**WHAT YOU NEED TO DO:** Set every record down again, exactly and completely.

(DATA SHOWN Opens)

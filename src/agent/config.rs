use serde::{Deserialize, Serialize};

use crate::error::{AgentError, EnvError, TraderResult};

/// Layer widths of the Q-network.
#[derive(Debug, Clone, Copy, PartialEq, Serialize, Deserialize)]
pub struct NetworkShape {
    /// Number of convolution filters over the time axis.
    pub conv_filters: usize,
    /// Convolution width in bars.
    pub kernel_size: usize,
    /// Hidden size of the recurrent summarizer.
    pub recurrent_units: usize,
    /// Width of the fully connected layer before the output.
    pub hidden_units: usize,
    /// Dropout probability applied after the hidden layer while learning.
    pub dropout: f64,
}

impl Default for NetworkShape {
    fn default() -> Self {
        Self {
            conv_filters: 16,
            kernel_size: 3,
            recurrent_units: 32,
            hidden_units: 64,
            dropout: 0.2,
        }
    }
}

/// Shape of the observations a network is built for.
#[derive(Debug, Clone, Copy, PartialEq, Eq, Hash, Serialize, Deserialize)]
pub struct InputDims {
    pub window_size: usize,
    pub feature_count: usize,
    pub account_len: usize,
}

impl InputDims {
    pub fn new(window_size: usize, feature_count: usize) -> Self {
        Self {
            window_size,
            feature_count,
            account_len: crate::gym::trading::state::AccountState::LEN,
        }
    }
}

/// Hyperparameters of a [`DqnAgent`](crate::agent::dqn::DqnAgent).
#[derive(Debug, Clone, PartialEq, Serialize, Deserialize)]
pub struct AgentConfig {
    gamma: f64,
    epsilon: f64,
    epsilon_min: f64,
    epsilon_decay: f64,
    batch_size: usize,
    tau: f64,
    update_frequency: u64,
    double_dqn: bool,
    learning_rate: f64,
    replay_capacity: usize,
    huber_delta: f64,
    max_grad_norm: f64,
    shape: NetworkShape,
}

impl Default for AgentConfig {
    fn default() -> Self {
        Self {
            gamma: 0.95,
            epsilon: 1.0,
            epsilon_min: 0.01,
            epsilon_decay: 0.995,
            batch_size: 32,
            tau: 0.01,
            update_frequency: 10,
            double_dqn: true,
            learning_rate: 1e-3,
            replay_capacity: 10_000,
            huber_delta: 1.0,
            max_grad_norm: 10.0,
            shape: NetworkShape::default(),
        }
    }
}

// ================================================================================================
// Builder Methods
// ================================================================================================

impl AgentConfig {
    pub fn with_gamma(self, gamma: f64) -> Self {
        Self { gamma, ..self }
    }

    pub fn with_epsilon(self, epsilon: f64) -> Self {
        Self { epsilon, ..self }
    }

    pub fn with_epsilon_min(self, epsilon_min: f64) -> Self {
        Self {
            epsilon_min,
            ..self
        }
    }

    pub fn with_epsilon_decay(self, epsilon_decay: f64) -> Self {
        Self {
            epsilon_decay,
            ..self
        }
    }

    pub fn with_batch_size(self, batch_size: usize) -> Self {
        Self { batch_size, ..self }
    }

    pub fn with_tau(self, tau: f64) -> Self {
        Self { tau, ..self }
    }

    pub fn with_update_frequency(self, update_frequency: u64) -> Self {
        Self {
            update_frequency,
            ..self
        }
    }

    pub fn with_double_dqn(self, double_dqn: bool) -> Self {
        Self { double_dqn, ..self }
    }

    pub fn with_learning_rate(self, learning_rate: f64) -> Self {
        Self {
            learning_rate,
            ..self
        }
    }

    pub fn with_replay_capacity(self, replay_capacity: usize) -> Self {
        Self {
            replay_capacity,
            ..self
        }
    }

    pub fn with_huber_delta(self, huber_delta: f64) -> Self {
        Self {
            huber_delta,
            ..self
        }
    }

    pub fn with_max_grad_norm(self, max_grad_norm: f64) -> Self {
        Self {
            max_grad_norm,
            ..self
        }
    }

    pub fn with_shape(self, shape: NetworkShape) -> Self {
        Self { shape, ..self }
    }
}

// ================================================================================================
// Accessor Methods
// ================================================================================================

impl AgentConfig {
    pub fn gamma(&self) -> f64 {
        self.gamma
    }

    /// Initial exploration rate.
    pub fn epsilon(&self) -> f64 {
        self.epsilon
    }

    pub fn epsilon_min(&self) -> f64 {
        self.epsilon_min
    }

    pub fn epsilon_decay(&self) -> f64 {
        self.epsilon_decay
    }

    pub fn batch_size(&self) -> usize {
        self.batch_size
    }

    pub fn tau(&self) -> f64 {
        self.tau
    }

    pub fn update_frequency(&self) -> u64 {
        self.update_frequency
    }

    pub fn double_dqn(&self) -> bool {
        self.double_dqn
    }

    pub fn learning_rate(&self) -> f64 {
        self.learning_rate
    }

    pub fn replay_capacity(&self) -> usize {
        self.replay_capacity
    }

    pub fn huber_delta(&self) -> f64 {
        self.huber_delta
    }

    pub fn max_grad_norm(&self) -> f64 {
        self.max_grad_norm
    }

    pub fn shape(&self) -> NetworkShape {
        self.shape
    }
}

// ================================================================================================
// Validation & Hashing
// ================================================================================================

impl AgentConfig {
    pub fn validate(&self) -> TraderResult<()> {
        fn invalid(msg: String) -> TraderResult<()> {
            Err(AgentError::InvalidConfig(msg).into())
        }

        if !(0.0..=1.0).contains(&self.gamma) {
            return invalid(format!("gamma must be in [0, 1], got {}", self.gamma));
        }
        if !(0.0..=1.0).contains(&self.epsilon_min) || self.epsilon < self.epsilon_min {
            return invalid(format!(
                "expected 0 <= epsilon_min ({}) <= epsilon ({}) <= 1",
                self.epsilon_min, self.epsilon
            ));
        }
        if self.epsilon > 1.0 {
            return invalid(format!("epsilon must be <= 1, got {}", self.epsilon));
        }
        if !(self.epsilon_decay > 0.0 && self.epsilon_decay <= 1.0) {
            return invalid(format!(
                "epsilon_decay must be in (0, 1], got {}",
                self.epsilon_decay
            ));
        }
        if self.batch_size == 0 {
            return invalid("batch_size must be at least 1".to_string());
        }
        if !(self.tau > 0.0 && self.tau <= 1.0) {
            return invalid(format!("tau must be in (0, 1], got {}", self.tau));
        }
        if self.update_frequency == 0 {
            return invalid("update_frequency must be at least 1".to_string());
        }
        if !(self.learning_rate.is_finite() && self.learning_rate > 0.0) {
            return invalid(format!(
                "learning_rate must be positive, got {}",
                self.learning_rate
            ));
        }
        if self.replay_capacity < self.batch_size {
            return invalid(format!(
                "replay_capacity ({}) must hold at least one batch ({})",
                self.replay_capacity, self.batch_size
            ));
        }
        if !(self.huber_delta > 0.0 && self.max_grad_norm > 0.0) {
            return invalid("huber_delta and max_grad_norm must be positive".to_string());
        }
        let s = &self.shape;
        if s.conv_filters == 0 || s.kernel_size == 0 || s.recurrent_units == 0 || s.hidden_units == 0
        {
            return invalid(format!("network layers must be non-empty, got {s:?}"));
        }
        if !(0.0..1.0).contains(&s.dropout) {
            return invalid(format!("dropout must be in [0, 1), got {}", s.dropout));
        }
        Ok(())
    }

    /// Checks that the network can be built for `dims`.
    pub fn validate_for(&self, dims: InputDims) -> TraderResult<()> {
        self.validate()?;
        if dims.window_size < self.shape.kernel_size {
            return Err(AgentError::InvalidConfig(format!(
                "window_size {} is shorter than kernel_size {}",
                dims.window_size, self.shape.kernel_size
            ))
            .into());
        }
        if dims.feature_count == 0 {
            return Err(AgentError::InvalidConfig("no input features".to_string()).into());
        }
        Ok(())
    }

    /// Computes a deterministic hash of this configuration.
    pub fn hash(&self) -> TraderResult<String> {
        let mut hasher = blake3::Hasher::new();
        let bytes = postcard::to_stdvec(self).map_err(EnvError::Encoding)?;
        hasher.update(&bytes);
        Ok(format!("{}", hasher.finalize()))
    }
}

(DATA SHOWN Closes)

**ANSWER BELOW:**
filename src/agent/config.rs
use serde::{Deserialize, Serialize};

use crate::error::{AgentError, EnvError, TraderResult};

/// Layer widths of the Q-network.
#[derive(Debug, Clone, Copy, PartialEq, Serialize, Deserialize)]
pub struct NetworkShape {
    /// Number of convolution filters over the time axis.
    pub conv_filters: usize,
    /// Convolution width in bars.
    pub kernel_size: usize,
    /// Hidden size of the recurrent summarizer.
    pub recurrent_units: usize,
    /// Width of the fully connected layer before the output.
    pub hidden_units: usize,
    /// Dropout probability applied after the hidden layer while learning.
    pub dropout: f64,
}

impl Default for NetworkShape {
    fn default() -> Self {
        Self {
            conv_filters: 16,
            kernel_size: 3,
            recurrent_units: 32,
            hidden_units: 64,
            dropout: 0.2,
        }
    }
}

/// Shape of the observations a network is built for.
#[derive(Debug, Clone, Copy, PartialEq, Eq, Hash, Serialize, Deserialize)]
pub struct InputDims {
    pub window_size: usize,
    pub feature_count: usize,
    pub account_len: usize,
}

impl InputDims {
    pub fn new(window_size: usize, feature_count: usize) -> Self {
        Self {
            window_size,
            feature_count,
            account_len: crate::gym::trading::state::AccountState::LEN,
        }
    }
}

/// Hyperparameters of a [`DqnAgent`](crate::agent::dqn::DqnAgent).
#[derive(Debug, Clone, PartialEq, Serialize, Deserialize)]
pub struct AgentConfig {
    gamma: f64,
    epsilon: f64,
    epsilon_min: f64,
    epsilon_decay: f64,
    batch_size: usize,
    tau: f64,
    update_frequency: u64,
    double_dqn: bool,
    learning_rate: f64,
    replay_capacity: usize,
    huber_delta: f64,
    max_grad_norm: f64,
    shape: NetworkShape,
}

impl Default for AgentConfig {
    fn default() -> Self {
        Self {
            gamma: 0.95,
            epsilon: 1.0,
            epsilon_min: 0.01,
            epsilon_decay: 0.995,
            batch_size: 32,
            tau: 0.01,
            update_frequency: 10,
            double_dqn: true,
            learning_rate: 1e-3,
            replay_capacity: 10_000,
            huber_delta: 1.0,
            max_grad_norm: 10.0,
            shape: NetworkShape::default(),
        }
    }
}

// ================================================================================================
// Builder Methods
// ================================================================================================

impl AgentConfig {
    pub fn with_gamma(self, gamma: f64) -> Self {
        Self { gamma, ..self }
    }

    pub fn with_epsilon(self, epsilon: f64) -> Self {
        Self { epsilon, ..self }
    }

    pub fn with_epsilon_min(self, epsilon_min: f64) -> Self {
        Self {
            epsilon_min,
            ..self
        }
    }

    pub fn with_epsilon_decay(self, epsilon_decay: f64) -> Self {
        Self {
            epsilon_decay,
            ..self
        }
    }

    pub fn with_batch_size(self, batch_size: usize) -> Self {
        Self { batch_size, ..self }
    }

    pub fn with_tau(self, tau: f64) -> Self {
        Self { tau, ..self }
    }

    pub fn with_update_frequency(self, update_frequency: u64) -> Self {
        Self {
            update_frequency,
            ..self
        }
    }

    pub fn with_double_dqn(self, double_dqn: bool) -> Self {
        Self { double_dqn, ..self }
    }

    pub fn with_learning_rate(self, learning_rate: f64) -> Self {
        Self {
            learning_rate,
            ..self
        }
    }

    pub fn with_replay_capacity(self, replay_capacity: usize) -> Self {
        Self {
            replay_capacity,
            ..self
        }
    }

    pub fn with_huber_delta(self, huber_delta: f64) -> Self {
        Self {
            huber_delta,
            ..self
        }
    }

    pub fn with_max_grad_norm(self, max_grad_norm: f64) -> Self {
        Self {
            max_grad_norm,
            ..self
        }
    }

    pub fn with_shape(self, shape: NetworkShape) -> Self {
        Self { shape, ..self }
    }
}

// ================================================================================================
// Accessor Methods
// ================================================================================================

impl AgentConfig {
    pub fn gamma(&self) -> f64 {
        self.gamma
    }

    /// Initial exploration rate.
    pub fn epsilon(&self) -> f64 {
        self.epsilon
    }

    pub fn epsilon_min(&self) -> f64 {
        self.epsilon_min
    }

    pub fn epsilon_decay(&self) -> f64 {
        self.epsilon_decay
    }

    pub fn batch_size(&self) -> usize {
        self.batch_size
    }

    pub fn tau(&self) -> f64 {
        self.tau
    }

    pub fn update_frequency(&self) -> u64 {
        self.update_frequency
    }

    pub fn double_dqn(&self) -> bool {
        self.double_dqn
    }

    pub fn learning_rate(&self) -> f64 {
        self.learning_rate
    }

    pub fn replay_capacity(&self) -> usize {
        self.replay_capacity
    }

    pub fn huber_delta(&self) -> f64 {
        self.huber_delta
    }

    pub fn max_grad_norm(&self) -> f64 {
        self.max_grad_norm
    }

    pub fn shape(&self) -> NetworkShape {
        self.shape
    }
}

// ================================================================================================
// Validation & Hashing
// ================================================================================================

impl AgentConfig {
    pub fn validate(&self) -> TraderResult<()> {
        fn invalid(msg: String) -> TraderResult<()> {
            Err(AgentError::InvalidConfig(msg).into())
        }

        if !(0.0..=1.0).contains(&self.gamma) {
            return invalid(format!("gamma must be in [0, 1], got {}", self.gamma));
        }
        if !(0.0..=1.0).contains(&self.epsilon_min) || self.epsilon < self.epsilon_min {
            return invalid(format!(
                "expected 0 <= epsilon_min ({}) <= epsilon ({}) <= 1",
                self.epsilon_min, self.epsilon
            ));
        }
        if self.epsilon > 1.0 {
            return invalid(format!("epsilon must be <= 1, got {}", self.epsilon));
        }
        if !(self.epsilon_decay > 0.0 && self.epsilon_decay <= 1.0) {
            return invalid(format!(
                "epsilon_decay must be in (0, 1], got {}",
                self.epsilon_decay
            ));
        }
        if self.batch_size == 0 {
            return invalid("batch_size must be at least 1".to_string());
        }
        if !(self.tau > 0.0 && self.tau <= 1.0) {
            return invalid(format!("tau must be in (0, 1], got {}", self.tau));
        }
        if self.update_frequency == 0 {
            return invalid("update_frequency must be at least 1".to_string());
        }
        if !(self.learning_rate.is_finite() && self.learning_rate > 0.0) {
            return invalid(format!(
                "learning_rate must be positive, got {}",
                self.learning_rate
            ));
        }
        if self.replay_capacity < self.batch_size {
            return invalid(format!(
                "replay_capacity ({}) must hold at least one batch ({})",
                self.replay_capacity, self.batch_size
            ));
        }
        if !(self.huber_delta > 0.0 && self.max_grad_norm > 0.0) {
            return invalid("huber_delta and max_grad_norm must be positive".to_string());
        }
        let s = &self.shape;
        if s.conv_filters == 0 || s.kernel_size == 0 || s.recurrent_units == 0 || s.hidden_units == 0
        {
            return invalid(format!("network layers must be non-empty, got {s:?}"));
        }
        if !(0.0..1.0).contains(&s.dropout) {
            return invalid(format!("dropout must be in [0, 1), got {}", s.dropout));
        }
        Ok(())
    }

    /// Checks that the network can be built for `dims`.
    pub fn validate_for(&self, dims: InputDims) -> TraderResult<()> {
        self.validate()?;
        if dims.window_size < self.shape.kernel_size {
            return Err(AgentError::InvalidConfig(format!(
                "window_size {} is shorter than kernel_size {}",
                dims.window_size, self.shape.kernel_size
            ))
            .into());
        }
        if dims.feature_count == 0 {
            return Err(AgentError::InvalidConfig("no input features".to_string()).into());
        }
        Ok(())
    }

    /// Computes a deterministic hash of this configuration.
    pub fn hash(&self) -> TraderResult<String> {
        let mut hasher = blake3::Hasher::new();
        let bytes = postcard::to_stdvec(self).map_err(EnvError::Encoding)?;
        hasher.update(&bytes);
        Ok(format!("{}", hasher.finalize()))
    }
}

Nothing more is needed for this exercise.